Work required
In the listing below, find every line containing "enumerate" and copy it out.

Dataset content
==*==
//! Data models for Tally

use std::fmt;
use std::str::FromStr;

use chrono::NaiveDate;
use rust_decimal::Decimal;
use serde::{Deserialize, Serialize};

use crate::vendor::default_vendor;

/// Category reported for rows no tier has classified yet
///
/// Only used at the CSV boundary; in memory the state is `Categorization::Uncategorized`.
pub const UNCATEGORIZED: &str = "uncategorized";

/// Which classification strategy produced a result
#[derive(Debug, Clone, Copy, PartialEq, Eq, Hash, Serialize, Deserialize)]
#[serde(rename_all = "lowercase")]
pub enum Tier {
    /// Literal keyword containment
    Exact,
    /// Similarity score against a keyword
    Fuzzy,
    /// Remote language model (or its cache)
    External,
}

impl Tier {
    pub fn as_str(&self) -> &'static str {
        match self {
            Self::Exact => "exact",
            Self::Fuzzy => "fuzzy",
            Self::External => "external",
        }
    }
}

impl fmt::Display for Tier {
    fn fmt(&self, f: &mut fmt::Formatter<'_>) -> fmt::Result {
        write!(f, "{}", self.as_str())
    }
}

impl FromStr for Tier {
    type Err = String;

    fn from_str(s: &str) -> Result<Self, Self::Err> {
        match s.trim().to_lowercase().as_str() {
            "exact" => Ok(Self::Exact),
            "fuzzy" => Ok(Self::Fuzzy),
            "external" => Ok(Self::External),
            other => Err(format!("Unknown tier: {}", other)),
        }
    }
}

/// A category/vendor decision and the tier that made it
#[derive(Debug, Clone, PartialEq, Eq, Serialize, Deserialize)]
pub struct Classification {
    pub category: String,
    /// Short display name, at most 30 characters
    pub vendor: String,
    pub tier: Tier,
}

/// Categorization state of a transaction
#[derive(Debug, Clone, Default, PartialEq, Eq)]
pub enum Categorization {
    #[default]
    Uncategorized,
    Categorized(Classification),
}

impl Categorization {
    pub fn is_uncategorized(&self) -> bool {
        matches!(self, Self::Uncategorized)
    }

    pub fn classification(&self) -> Option<&Classification> {
        match self {
            Self::Uncategorized => None,
            Self::Categorized(c) => Some(c),
        }
    }
}

impl From<Classification> for Categorization {
    fn from(c: Classification) -> Self {
        Self::Categorized(c)
    }
}

/// Expense or payment, derived from the amount sign
#[derive(Debug, Clone, Copy, PartialEq, Eq, Serialize, Deserialize)]
#[serde(rename_all = "lowercase")]
pub enum TransactionType {
    Expense,
    Payment,
}

impl TransactionType {
    pub fn as_str(&self) -> &'static str {
        match self {
            Self::Expense => "expense",
            Self::Payment => "payment",
        }
    }
}

/// A normalized statement row
#[derive(Debug, Clone, PartialEq)]
pub struct Transaction {
    pub date: NaiveDate,
    pub description: String,
    /// Negative = outflow, positive = inflow
    pub amount: Decimal,
    /// Account identifier taken from the statement file name
    pub account_number: Option<String>,
    /// Category column provided by the bank, if any (informational only)
    pub bank_category: Option<String>,
    pub categorization: Categorization,
}

impl Transaction {
    pub fn new(date: NaiveDate, description: impl Into<String>, amount: Decimal) -> Self {
        Self {
            date,
            description: description.into(),
            amount,
            account_number: None,
            bank_category: None,
            categorization: Categorization::Uncategorized,
        }
    }

    /// Assigned category, or `"uncategorized"`
    pub fn category(&self) -> &str {
        self.categorization
            .classification()
            .map(|c| c.category.as_str())
            .unwrap_or(UNCATEGORIZED)
    }

    /// Assigned vendor, or the first 30 characters of the description
    pub fn vendor(&self) -> String {
        match self.categorization.classification() {
            Some(c) => c.vendor.clone(),
            None => default_vendor(&self.description),
        }
    }

    pub fn tier(&self) -> Option<Tier> {
        self.categorization.classification().map(|c| c.tier)
    }

    pub fn transaction_type(&self) -> TransactionType {
        if self.amount > Decimal::ZERO {
            TransactionType::Payment
        } else {
            TransactionType::Expense
        }
    }
}
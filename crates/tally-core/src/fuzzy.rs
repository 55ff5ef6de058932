//! Approximate keyword matching
//!
//! Scores are integers in 0..=100. `ratio` is the indel similarity
//! `2 * LCS / (|a| + |b|)`; `partial_ratio` and `token_set_ratio` build on it
//! to tolerate extra surrounding text and reordered words.

use std::collections::BTreeSet;

use crate::rules::RuleSet;

/// Default similarity threshold for a fuzzy match
pub const DEFAULT_THRESHOLD: u8 = 60;

/// A fuzzy-tier hit: the category plus the keyword that satisfied it
#[derive(Debug, Clone, Copy, PartialEq, Eq)]
pub struct FuzzyMatch<'a> {
    pub category: &'a str,
    pub keyword: &'a str,
    /// 100 for a literal substring hit
    pub score: u8,
}

/// Similarity of two strings, 0..=100 (case-sensitive)
pub fn ratio(a: &str, b: &str) -> u8 {
    let a: Vec<char> = a.chars().collect();
    let b: Vec<char> = b.chars().collect();
    ratio_chars(&a, &b)
}

/// Best `ratio` of the shorter string against any same-length window of the longer
pub fn partial_ratio(a: &str, b: &str) -> u8 {
    let a: Vec<char> = a.to_uppercase().chars().collect();
    let b: Vec<char> = b.to_uppercase().chars().collect();
    let (short, long) = if a.len() <= b.len() { (a, b) } else { (b, a) };

    if short.is_empty() {
        return 0;
    }

    let mut best = 0;
    for window in long.windows(short.len()) {
        best = best.max(ratio_chars(&short, window));
        if best == 100 {
            break;
        }
    }
    best
}

/// Word-set similarity, insensitive to case, punctuation and word order
pub fn token_set_ratio(a: &str, b: &str) -> u8 {
    let ta = tokens(a);
    let tb = tokens(b);
    if ta.is_empty() || tb.is_empty() {
        return 0;
    }

    let sect = join(ta.intersection(&tb));
    let diff_ab = join(ta.difference(&tb));
    let diff_ba = join(tb.difference(&ta));

    let combined_ab = format!("{} {}", sect, diff_ab).trim().to_string();
    let combined_ba = format!("{} {}", sect, diff_ba).trim().to_string();

    ratio(&sect, &combined_ab)
        .max(ratio(&sect, &combined_ba))
        .max(ratio(&combined_ab, &combined_ba))
}

/// First category (in rule-set order) with a keyword similar enough to the description
///
/// A keyword qualifies when it is a literal substring of the description, or
/// when either `partial_ratio` or `token_set_ratio` reaches `threshold`.
pub fn match_fuzzy<'a>(
    description: &str,
    rules: &'a RuleSet,
    threshold: u8,
) -> Option<FuzzyMatch<'a>> {
    let haystack = description.to_uppercase();

    for rule in rules.rules() {
        for (keyword, pattern) in rule.keywords.iter().zip(rule.patterns()) {
            let score = if haystack.contains(pattern.as_str()) {
                100
            } else {
                partial_ratio(pattern, &haystack).max(token_set_ratio(pattern, &haystack))
            };
            if score >= threshold {
                return Some(FuzzyMatch {
                    category: &rule.category,
                    keyword,
                    score,
                });
            }
        }
    }
    None
}

fn ratio_chars(a: &[char], b: &[char]) -> u8 {
    let total = a.len() + b.len();
    if total == 0 {
        return 0;
    }
    let lcs = lcs_len(a, b);
    // Halves round to even, so x.5 ties score like the reference scorer
    (200.0 * lcs as f64 / total as f64).round_ties_even() as u8
}

/// Longest common subsequence length, two-row DP
fn lcs_len(a: &[char], b: &[char]) -> usize {
    if a.is_empty() || b.is_empty() {
        return 0;
    }
    let mut prev = vec![0usize; b.len() + 1];
    let mut curr = vec![0usize; b.len() + 1];

    for ca in a {
        for (j, cb) in b.iter().enumerate() {
            curr[j + 1] = if ca == cb {
                prev[j] + 1
            } else {
                curr[j].max(prev[j + 1])
            };
        }
        std::mem::swap(&mut prev, &mut curr);
    }
    prev[b.len()]
}

fn tokens(s: &str) -> BTreeSet<String> {
    let cleaned: String = s
        .to_lowercase()
        .chars()
        .map(|c| if c.is_alphanumeric() { c } else { ' ' })
        .collect();
    cleaned.split_whitespace().map(str::to_string).collect()
}

fn join<'a>(words: impl Iterator<Item = &'a String>) -> String {
    words.map(String::as_str).collect::<Vec<_>>().join(" ")
}
//! Integration tests for tally-core
//!
//! These tests exercise the full import → categorize → export → re-run workflow.

use std::sync::Arc;
use std::time::Duration;

use chrono::NaiveDate;
use rust_decimal::Decimal;

use tally_core::{
    ai::{AIClient, MockBackend},
    cache::{CacheStore, JsonFileCache},
    categorize::Categorizer,
    classifier::ExternalClassifier,
    config::ClassifierConfig,
    import::{parse_statement, write_categorized},
    models::{Categorization, Tier, Transaction},
    prompts::PromptTemplate,
    retry::RetryPolicy,
    rules::RuleSet,
    Error,
};

const RULES: &str = r#"
categories:
  shopping:
    - AMAZON
    - WALMART
  dining:
    - STARBUCKS
  fuel:
    - SHELL
"#;

/// Capital One style export: split debit/credit columns
fn capital_one_csv() -> &'static str {
    "Transaction Date,Posted Date,Card No.,Description,Category,Debit,Credit
2025-01-02,2025-01-03,8592,AMAZON.COM*2K4LM,Merchandise,29.99,
2025-01-03,2025-01-04,8592,STARBUCKS STORE 1234,Dining,4.75,
2025-01-04,2025-01-05,8592,AMAZN MKTP,Merchandise,12.00,
2025-01-05,2025-01-06,8592,WALMART SUPERCENTER,Merchandise,80.12,
2025-01-06,2025-01-07,8592,NETFLIX.COM 866-579,Entertainment,15.49,
2025-01-07,2025-01-08,8592,ACME PLUMBING CO,Services,120.00,
2025-01-08,2025-01-09,8592,NETFLIX.COM 866-579,Entertainment,15.49,
2025-01-09,2025-01-10,8592,CAPITAL ONE AUTOPAY,Payment/Credit,,250.00
"
}

fn fast_config() -> ClassifierConfig {
    let mut config = ClassifierConfig::default();
    config.retry = RetryPolicy {
        initial_delay: Duration::from_millis(1),
        max_delay: Duration::from_millis(2),
        max_elapsed: Duration::from_millis(100),
        max_attempts: Some(3),
        ..RetryPolicy::default()
    };
    config
}

fn categorizer(mock: &MockBackend, cache: Arc<dyn CacheStore>) -> Categorizer {
    let external = ExternalClassifier::new(
        AIClient::Mock(mock.clone()),
        cache,
        PromptTemplate::embedded().unwrap(),
        &fast_config(),
    );
    Categorizer::new(RuleSet::from_yaml_str(RULES).unwrap()).with_external(external)
}

/// Everything a categorized table round-trips (the bank's own category is not exported)
fn states(txs: &[Transaction]) -> Vec<(NaiveDate, String, Decimal, Categorization)> {
    txs.iter()
        .map(|t| (t.date, t.description.clone(), t.amount, t.categorization.clone()))
        .collect()
}

#[tokio::test]
async fn test_full_categorize_workflow() {
    let dir = tempfile::tempdir().unwrap();
    let cache: Arc<dyn CacheStore> = Arc::new(JsonFileCache::new(dir.path().join("vendor_cache.json")));
    let mock = MockBackend::new();
    let categorizer = categorizer(&mock, cache.clone());

    let mut txs = parse_statement(capital_one_csv().as_bytes(), Some("8592")).unwrap();
    assert_eq!(txs.len(), 8);

    let summary = categorizer.categorize_table(&mut txs).await.unwrap();
    assert_eq!(summary.considered, 8);
    assert_eq!(summary.exact, 3);
    assert_eq!(summary.fuzzy, 1);
    assert_eq!(summary.batch_submissions, 1);
    assert_eq!(summary.uncategorized, 0);

    // Duplicate NETFLIX row is answered from the cache written by the first
    assert_eq!(summary.model, 3);
    assert_eq!(summary.cache_hits, 1);
    assert_eq!(mock.call_count(), 3);

    assert_eq!(txs[0].category(), "shopping");
    assert_eq!(txs[0].tier(), Some(Tier::Exact));
    assert_eq!(txs[2].category(), "shopping");
    assert_eq!(txs[2].tier(), Some(Tier::Fuzzy));
    assert_eq!(txs[4].category(), "Subscriptions");
    assert_eq!(txs[4].vendor(), "NETFLIX");
    assert_eq!(txs[4].tier(), Some(Tier::External));
    assert_eq!(txs[6].vendor(), "NETFLIX");
    assert_eq!(cache.len(), 3);
}

#[tokio::test]
async fn test_rerun_of_exported_table_makes_no_calls() {
    let dir = tempfile::tempdir().unwrap();
    let cache_path = dir.path().join("vendor_cache.json");
    let mock = MockBackend::new();

    let mut txs = parse_statement(capital_one_csv().as_bytes(), Some("8592")).unwrap();
    categorizer(&mock, Arc::new(JsonFileCache::new(&cache_path)))
        .categorize_table(&mut txs)
        .await
        .unwrap();
    let calls = mock.call_count();

    let mut exported = Vec::new();
    write_categorized(&mut exported, &txs).unwrap();

    let mut reloaded = parse_statement(exported.as_slice(), None).unwrap();
    assert_eq!(states(&reloaded), states(&txs));
    assert_eq!(reloaded[0].account_number.as_deref(), Some("8592"));

    let second = MockBackend::new();
    let summary = categorizer(&second, Arc::new(JsonFileCache::new(&cache_path)))
        .categorize_table(&mut reloaded)
        .await
        .unwrap();

    assert_eq!(summary.skipped, 8);
    assert_eq!(summary.batch_submissions, 0);
    assert_eq!(second.call_count(), 0);
    assert_eq!(states(&reloaded), states(&txs));
    assert!(calls > 0);
}

#[tokio::test]
async fn test_cache_survives_across_runs() {
    let dir = tempfile::tempdir().unwrap();
    let cache_path = dir.path().join("data/vendor_cache.json");

    let first = MockBackend::new();
    let mut txs = parse_statement(capital_one_csv().as_bytes(), None).unwrap();
    categorizer(&first, Arc::new(JsonFileCache::new(&cache_path)))
        .categorize_table(&mut txs)
        .await
        .unwrap();
    assert!(cache_path.exists());

    // Fresh import of the same statement: everything external comes from the cache
    let second = MockBackend::new();
    let mut again = parse_statement(capital_one_csv().as_bytes(), None).unwrap();
    let summary = categorizer(&second, Arc::new(JsonFileCache::new(&cache_path)))
        .categorize_table(&mut again)
        .await
        .unwrap();

    assert_eq!(second.call_count(), 0);
    assert_eq!(summary.cache_hits, 4);
    assert_eq!(summary.model, 0);
    let categories: Vec<_> = again.iter().map(|t| t.category().to_string()).collect();
    let expected: Vec<_> = txs.iter().map(|t| t.category().to_string()).collect();
    assert_eq!(categories, expected);
}

#[tokio::test]
async fn test_exhausted_retries_halt_batch_but_keep_progress() {
    let dir = tempfile::tempdir().unwrap();
    let cache: Arc<dyn CacheStore> = Arc::new(JsonFileCache::new(dir.path().join("vendor_cache.json")));

    // First external row succeeds, then the backend rate-limits everything
    let mock = MockBackend::new().with_responses(["Subscriptions | Netflix"]);
    let categorizer = categorizer(&mock, cache.clone());
    let mut txs = parse_statement(capital_one_csv().as_bytes(), None).unwrap();

    let netflix = txs[4].description.clone();
    let external = categorizer.external().unwrap();
    external.classify(&netflix).await.unwrap();
    let _failing = mock.clone().with_transient_failures(u32::MAX);

    let err = categorizer.categorize_table(&mut txs).await.unwrap_err();
    assert!(matches!(err, Error::RetryExhausted { attempts: 3, .. }));
    assert!(cache.get(&netflix).is_some());
    assert!(cache.get("ACME PLUMBING CO").is_none());
}
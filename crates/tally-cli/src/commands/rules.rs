//! Rule set command implementations

use std::path::Path;

use anyhow::Result;

use super::{load_rules, truncate};

/// List categories and keywords in match order
pub fn cmd_rules_list(rules_path: &Path) -> Result<()> {
    let rules = load_rules(rules_path)?;

    if rules.is_empty() {
        println!("No categories defined in {}", rules_path.display());
        return Ok(());
    }

    println!(
        "Rule set ({} categories, {} keywords) from {}:\n",
        rules.len(),
        rules.keyword_count(),
        rules_path.display()
    );
    println!("{:>3}  {:<20}  KEYWORDS", "#", "CATEGORY");
    println!("{}", "-".repeat(72));

    for (i, rule) in rules.rules().iter().enumerate() {
        let keywords = if rule.keywords.is_empty() {
            "(none)".to_string()
        } else {
            rule.keywords.join(", ")
        };
        println!(
            "{:>3}  {:<20}  {}",
            i + 1,
            truncate(&rule.category, 20),
            truncate(&keywords, 46)
        );
    }

    println!();
    println!("Categories are tried top to bottom; the first match wins.");

    Ok(())
}
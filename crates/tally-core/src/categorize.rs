//! Three-tier categorization: exact keyword, fuzzy keyword, external classifier
//!
//! Tiers run in order for each description and the first hit wins. Rows that
//! are already categorized are never touched, so re-running a processed table
//! only classifies what is still open.

use tracing::{debug, info, warn};

use crate::classifier::{ExternalClassifier, ExternalSource};
use crate::error::Result;
use crate::fuzzy::{match_fuzzy, DEFAULT_THRESHOLD};
use crate::models::{Categorization, Classification, Tier, Transaction};
use crate::rules::RuleSet;
use crate::vendor::default_vendor;

/// Counters for one `categorize_table` run
#[derive(Debug, Clone, Default, PartialEq, Eq)]
pub struct CategorizeSummary {
    /// Rows that were uncategorized at the start
    pub considered: usize,
    /// Rows already categorized and left alone
    pub skipped: usize,
    pub exact: usize,
    pub fuzzy: usize,
    pub cache_hits: usize,
    pub model: usize,
    pub malformed: usize,
    pub oversized: usize,
    /// Rows still uncategorized after the run
    pub uncategorized: usize,
    /// Calls to `batch_classify` (0 or 1 per table)
    pub batch_submissions: usize,
}

impl CategorizeSummary {
    /// Rows resolved by the external tier, from any source
    pub fn external(&self) -> usize {
        self.cache_hits + self.model + self.malformed + self.oversized
    }

    fn record_external(&mut self, source: ExternalSource) {
        match source {
            ExternalSource::Cache => self.cache_hits += 1,
            ExternalSource::Model => self.model += 1,
            ExternalSource::MalformedResponse => self.malformed += 1,
            ExternalSource::OversizedInput => self.oversized += 1,
        }
    }
}

/// Categorization orchestrator
pub struct Categorizer {
    rules: RuleSet,
    fuzzy_threshold: u8,
    external: Option<ExternalClassifier>,
}

impl Categorizer {
    /// Create a categorizer with rule tiers only
    pub fn new(rules: RuleSet) -> Self {
        Self {
            rules,
            fuzzy_threshold: DEFAULT_THRESHOLD,
            external: None,
        }
    }

    pub fn with_fuzzy_threshold(mut self, threshold: u8) -> Self {
        self.fuzzy_threshold = threshold;
        self
    }

    /// Enable the external tier
    pub fn with_external(mut self, external: ExternalClassifier) -> Self {
        self.external = Some(external);
        self
    }

    pub fn rules(&self) -> &RuleSet {
        &self.rules
    }

    pub fn fuzzy_threshold(&self) -> u8 {
        self.fuzzy_threshold
    }

    pub fn external(&self) -> Option<&ExternalClassifier> {
        self.external.as_ref()
    }

    /// Exact tier only
    pub fn match_exact(&self, description: &str) -> Option<Classification> {
        self.rules.match_exact(description).map(|category| {
            debug!(description = %description, category = %category, "Exact match");
            rule_hit(category, description, Tier::Exact)
        })
    }

    /// Fuzzy tier only
    pub fn match_fuzzy(&self, description: &str) -> Option<Classification> {
        match_fuzzy(description, &self.rules, self.fuzzy_threshold).map(|hit| {
            debug!(
                description = %description,
                category = %hit.category,
                keyword = %hit.keyword,
                score = hit.score,
                "Fuzzy match"
            );
            rule_hit(hit.category, description, Tier::Fuzzy)
        })
    }

    /// Exact then fuzzy, without the external tier
    pub fn match_rules(&self, description: &str) -> Option<Classification> {
        self.match_exact(description)
            .or_else(|| self.match_fuzzy(description))
    }

    /// Run all three tiers for one description
    ///
    /// Returns `None` only when both rule tiers miss and no external
    /// classifier is configured.
    pub async fn categorize(&self, description: &str) -> Result<Option<Classification>> {
        if let Some(hit) = self.match_rules(description) {
            return Ok(Some(hit));
        }

        let Some(external) = &self.external else {
            warn!(description = %description, "No remote classifier configured, leaving uncategorized");
            return Ok(None);
        };

        let result = external.classify(description).await?;
        Ok(Some(Classification {
            category: result.category,
            vendor: result.vendor,
            tier: Tier::External,
        }))
    }

    /// Categorize every uncategorized row in place
    ///
    /// Runs an exact pass, then a fuzzy pass, then sends the remaining rows
    /// (in row order) to the external classifier in one submission.
    pub async fn categorize_table(
        &self,
        transactions: &mut [Transaction],
    ) -> Result<CategorizeSummary> {
        let mut summary = CategorizeSummary::default();

        let mut pending: Vec<usize> = Vec::new();
        for (index, tx) in transactions.iter().enumerate() {
            if tx.categorization.is_uncategorized() {
                pending.push(index);
            } else {
                summary.skipped += 1;
            }
        }
        summary.considered = pending.len();

        pending.retain(|&index| {
            let tx = &mut transactions[index];
            match self.match_exact(&tx.description) {
                Some(hit) => {
                    tx.categorization = Categorization::Categorized(hit);
                    summary.exact += 1;
                    false
                }
                None => true,
            }
        });

        pending.retain(|&index| {
            let tx = &mut transactions[index];
            match self.match_fuzzy(&tx.description) {
                Some(hit) => {
                    tx.categorization = Categorization::Categorized(hit);
                    summary.fuzzy += 1;
                    false
                }
                None => true,
            }
        });

        if !pending.is_empty() {
            match &self.external {
                Some(external) => {
                    let descriptions: Vec<String> = pending
                        .iter()
                        .map(|&index| transactions[index].description.clone())
                        .collect();

                    summary.batch_submissions += 1;
                    let results = external.batch_classify(&descriptions).await?;

                    for (&index, result) in pending.iter().zip(results) {
                        summary.record_external(result.source);
                        transactions[index].categorization =
                            Categorization::Categorized(Classification {
                                category: result.category,
                                vendor: result.vendor,
                                tier: Tier::External,
                            });
                    }
                }
                None => {
                    warn!(
                        rows = pending.len(),
                        "No remote classifier configured, leaving rows uncategorized"
                    );
                }
            }
        }

        summary.uncategorized = transactions
            .iter()
            .filter(|tx| tx.categorization.is_uncategorized())
            .count();

        info!(
            considered = summary.considered,
            skipped = summary.skipped,
            exact = summary.exact,
            fuzzy = summary.fuzzy,
            external = summary.external(),
            uncategorized = summary.uncategorized,
            "Categorization complete"
        );

        Ok(summary)
    }

    /// Rows neither rule tier recognizes, whatever their current state
    pub fn rule_misses<'a>(&self, transactions: &'a [Transaction]) -> Vec<&'a Transaction> {
        transactions
            .iter()
            .filter(|tx| {
                self.rules.match_exact(&tx.description).is_none()
                    && match_fuzzy(&tx.description, &self.rules, self.fuzzy_threshold).is_none()
            })
            .collect()
    }
}

fn rule_hit(category: &str, description: &str, tier: Tier) -> Classification {
    Classification {
        category: category.to_string(),
        vendor: default_vendor(description),
        tier,
    }
}

#[cfg(test)]
mod tests {
    use super::*;
    use crate::ai::{AIClient, MockBackend};
    use crate::cache::MemoryCache;
    use crate::config::ClassifierConfig;
    use crate::prompts::PromptTemplate;
    use chrono::NaiveDate;
    use rust_decimal::Decimal;
    use std::sync::Arc;

    fn rules() -> RuleSet {
        RuleSet::from_yaml_str(
            "categories:\n  shopping: [AMAZON, WALMART]\n  dining: [STARBUCKS]\n",
        )
        .unwrap()
    }

    fn with_mock(mock: &MockBackend) -> Categorizer {
        let external = ExternalClassifier::new(
            AIClient::Mock(mock.clone()),
            Arc::new(MemoryCache::new()),
            PromptTemplate::embedded().unwrap(),
            &ClassifierConfig::default(),
        );
        Categorizer::new(rules()).with_external(external)
    }

    fn tx(description: &str) -> Transaction {
        Transaction::new(
            NaiveDate::from_ymd_opt(2025, 3, 1).unwrap(),
            description,
            Decimal::new(-1250, 2),
        )
    }

    #[tokio::test]
    async fn test_exact_tier_skips_external() {
        let mock = MockBackend::new();
        let categorizer = with_mock(&mock);

        let hit = categorizer.categorize("AMAZON.COM").await.unwrap().unwrap();
        assert_eq!(hit.category, "shopping");
        assert_eq!(hit.vendor, "AMAZON.COM");
        assert_eq!(hit.tier, Tier::Exact);
        assert_eq!(mock.call_count(), 0);
    }

    #[tokio::test]
    async fn test_fuzzy_tier_after_exact_miss() {
        let mock = MockBackend::new();
        let categorizer = with_mock(&mock);

        assert!(categorizer.match_exact("AMAZN").is_none());
        let hit = categorizer.categorize("AMAZN").await.unwrap().unwrap();
        assert_eq!(hit.category, "shopping");
        assert_eq!(hit.tier, Tier::Fuzzy);
        assert_eq!(mock.call_count(), 0);
    }

    #[tokio::test]
    async fn test_external_tier_for_unknown() {
        let mock = MockBackend::new().with_responses(["nonsense"]);
        let categorizer = with_mock(&mock);

        let hit = categorizer
            .categorize("XKCD-1234-5678-9012")
            .await
            .unwrap()
            .unwrap();
        assert_eq!(
            (hit.category.as_str(), hit.vendor.as_str()),
            ("Services", "XKCD-1234-5678-9012")
        );
        assert_eq!(hit.tier, Tier::External);
        assert_eq!(mock.call_count(), 1);
    }

    #[tokio::test]
    async fn test_vendor_is_first_30_chars_for_rule_tiers() {
        let categorizer = Categorizer::new(rules());
        let hit = categorizer
            .categorize("Starbucks Store #01234 Seattle WA 98101")
            .await
            .unwrap()
            .unwrap();
        assert_eq!(hit.vendor, "Starbucks Store #01234 Seattle");
    }

    #[tokio::test]
    async fn test_no_external_leaves_uncategorized() {
        let categorizer = Categorizer::new(rules());
        assert!(categorizer
            .categorize("XKCD-1234-5678-9012")
            .await
            .unwrap()
            .is_none());

        let mut table = vec![tx("WALMART #12"), tx("XKCD-1234-5678-9012")];
        let summary = categorizer.categorize_table(&mut table).await.unwrap();
        assert_eq!(summary.exact, 1);
        assert_eq!(summary.uncategorized, 1);
        assert_eq!(summary.batch_submissions, 0);
        assert!(table[1].categorization.is_uncategorized());
    }

    #[tokio::test]
    async fn test_table_single_batch_for_leftovers() {
        let mock = MockBackend::new();
        let categorizer = with_mock(&mock);

        let mut table = vec![
            tx("AMAZON.COM*2K4LM"),
            tx("STARBUCKS 1234"),
            tx("AMAZN"),
            tx("WALMART SUPERCENTER"),
            tx("XKCD-1234-5678-9012"),
        ];
        let summary = categorizer.categorize_table(&mut table).await.unwrap();

        assert_eq!(summary.considered, 5);
        assert_eq!(summary.exact, 3);
        assert_eq!(summary.fuzzy, 1);
        assert_eq!(summary.batch_submissions, 1);
        assert_eq!(summary.external(), 1);
        assert_eq!(summary.uncategorized, 0);

        let prompts = mock.prompts();
        assert_eq!(prompts.len(), 1);
        assert!(prompts[0].contains("XKCD-1234-5678-9012"));
        assert_eq!(table[4].tier(), Some(Tier::External));
        assert_eq!(table[2].tier(), Some(Tier::Fuzzy));
    }

    #[tokio::test]
    async fn test_table_rerun_is_idempotent() {
        let mock = MockBackend::new();
        let categorizer = with_mock(&mock);

        let mut table = vec![tx("AMAZON.COM"), tx("NETFLIX.COM"), tx("LOCAL PLUMBER")];
        categorizer.categorize_table(&mut table).await.unwrap();
        let snapshot = table.clone();
        let calls = mock.call_count();

        let summary = categorizer.categorize_table(&mut table).await.unwrap();
        assert_eq!(table, snapshot);
        assert_eq!(summary.skipped, 3);
        assert_eq!(summary.considered, 0);
        assert_eq!(summary.batch_submissions, 0);
        assert_eq!(mock.call_count(), calls);
    }

    #[tokio::test]
    async fn test_table_keeps_prior_categorization() {
        let categorizer = Categorizer::new(rules());
        let mut manual = tx("AMAZON.COM");
        manual.categorization = Categorization::Categorized(Classification {
            category: "gifts".into(),
            vendor: "AMAZON".into(),
            tier: Tier::External,
        });
        let mut table = vec![manual];

        categorizer.categorize_table(&mut table).await.unwrap();
        assert_eq!(table[0].category(), "gifts");
    }

    #[test]
    fn test_rule_misses() {
        let categorizer = Categorizer::new(rules());
        let table = vec![tx("AMAZON.COM"), tx("XKCD-1234-5678-9012"), tx("AMAZN")];
        let misses = categorizer.rule_misses(&table);
        assert_eq!(misses.len(), 1);
        assert_eq!(misses[0].description, "XKCD-1234-5678-9012");
    }

    #[test]
    fn test_threshold_controls_fuzzy_tier() {
        let strict = Categorizer::new(rules()).with_fuzzy_threshold(95);
        assert!(strict.match_rules("AMAZN").is_none());
        assert_eq!(strict.fuzzy_threshold(), 95);
    }
}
==*==
Answer to this exercise
        for (j, cb) in b.iter().enumerate() {
    for (i, rule) in rules.rules().iter().enumerate() {
        for (index, tx) in transactions.iter().enumerate() {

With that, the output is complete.